▸ WHAT TO DO: Work out the count of lines in the listing below that include "points". Give that count alone.

▸ GIVEN INFORMATION:
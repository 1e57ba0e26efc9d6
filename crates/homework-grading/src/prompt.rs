//! Grading prompt construction.

use crate::model::{ChatMessage, ContentPart};
use crate::types::{Question, Submission};

/// Fixed system prompt establishing the grading role and scoring policy.
pub const SYSTEM_PROMPT: &str =
    "你是一个专业的作业批改老师。请仔细查看学生提交的作业图片，逐题批改并给出详细的评分和反馈。

要求：
1. 准确识别图片中的题目和学生答案
2. 逐题判断答案正确与否
3. 为每道题提供简洁明了的解析说明
4. 给出具体的得分和满分
5. 提供建设性的反馈意见
6. 输出格式必须为JSON格式

评分标准：
- 完全正确：满分
- 部分正确：给部分分数
- 完全错误：0分
- 步骤正确但答案错误：给步骤分";

const JSON_TEMPLATE: &str = r#"请按照以下JSON格式返回批改结果：
{
  "results": [
    {
      "questionId": "题目编号",
      "questionContent": "题目具体内容（从图片中准确识别，不能简化为\"第1题\"等）",
      "studentAnswer": "学生答案",
      "isCorrect": true/false,
      "correctAnswer": "正确答案",
      "explanation": "详细解析说明",
      "score": 得分,
      "maxScore": 满分,
      "feedback": "具体反馈意见"
    }
  ]
}

重要提醒：questionContent字段必须包含图片中识别的具体题目文本，不能使用"第1题"、"第2题"等占位符。"#;

/// Build the text portion of the user message.
pub fn build_user_text(
    subject: &str,
    student_name: &str,
    questions: Option<&[Question]>,
) -> String {
    let mut prompt = format!(
        "请批改{student_name}同学的{subject}作业。

请严格按照以下要求输出：
1. 每道题都要包含：题号、题目内容、学生答案、是否正确、详细解析
2. 题目内容必须准确识别图片中的具体题目文本，不能简化为\"第1题\"等占位符
3. 解析要简洁明了，说明解题思路和关键步骤
4. 按照指定的JSON格式返回结果

"
    );

    if let Some(questions) = questions.filter(|q| !q.is_empty()) {
        prompt.push_str("题目信息：\n");
        for (i, question) in questions.iter().enumerate() {
            prompt.push_str(&format!("{}. {}\n", i + 1, question.content));
            if let Some(answer) = &question.standard_answer {
                prompt.push_str(&format!("标准答案：{answer}\n"));
            }
            prompt.push_str(&format!("分值：{}分\n\n", question.points));
        }
    }

    prompt.push_str(JSON_TEMPLATE);
    prompt
}

/// The image part as sent to the model. The envelope is always labelled
/// `image/jpeg`, whatever the source media type.
pub fn image_part(payload: &str) -> ContentPart {
    ContentPart::image_url(format!("data:image/jpeg;base64,{payload}"))
}

/// Build the system and user messages for one submission.
pub fn build_messages(submission: &Submission) -> Vec<ChatMessage> {
    let text = build_user_text(
        &submission.subject,
        &submission.student_name,
        submission.questions.as_deref(),
    );
    vec![
        ChatMessage::system(SYSTEM_PROMPT),
        ChatMessage::user_parts(vec![
            ContentPart::text(text),
            image_part(submission.image.payload()),
        ]),
    ]
}

#[cfg(test)]
mod tests {
    use super::*;
    use crate::model::MessageContent;
    use crate::types::{CanonicalImage, QuestionType};

    fn question(content: &str, answer: Option<&str>, points: u32) -> Question {
        Question {
            id: "q".to_string(),
            question_type: QuestionType::Fill,
            content: content.to_string(),
            standard_answer: answer.map(str::to_string),
            points,
        }
    }

    #[test]
    fn test_user_text_header() {
        let text = build_user_text("数学", "小明", None);
        assert!(text.starts_with("请批改小明同学的数学作业。"));
        assert!(!text.contains("题目信息："));
        assert!(text.contains("\"questionContent\""));
        assert!(text.contains("\"maxScore\": 满分"));
    }

    #[test]
    fn test_user_text_question_block() {
        let qs = vec![question("1+1=?", Some("2"), 5), question("写出春天", None, 10)];
        let text = build_user_text("自动识别", "学生", Some(&qs));
        assert!(text.contains("题目信息：\n1. 1+1=?\n标准答案：2\n分值：5分\n\n2. 写出春天\n分值：10分\n\n"));
    }

    #[test]
    fn test_empty_question_list_is_omitted() {
        let text = build_user_text("语文", "学生", Some(&[]));
        assert!(!text.contains("题目信息："));
    }

    #[test]
    fn test_messages_envelope_jpeg() {
        let image = CanonicalImage::new("image/png", "iVBORw0KGgo=");
        let submission = Submission::new("学生", "自动识别", image, None);
        let messages = build_messages(&submission);
        assert_eq!(messages.len(), 2);
        assert_eq!(messages[0].role, "system");

        let MessageContent::Parts(parts) = &messages[1].content else {
            panic!("user message should be multipart");
        };
        assert_eq!(parts.len(), 2);
        match &parts[1] {
            ContentPart::ImageUrl { image_url } => {
                assert_eq!(image_url.url, "data:image/jpeg;base64,iVBORw0KGgo=");
            }
            other => panic!("unexpected part: {other:?}"),
        }
    }
}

▸ SOLUTION TO THE EXERCISE: 3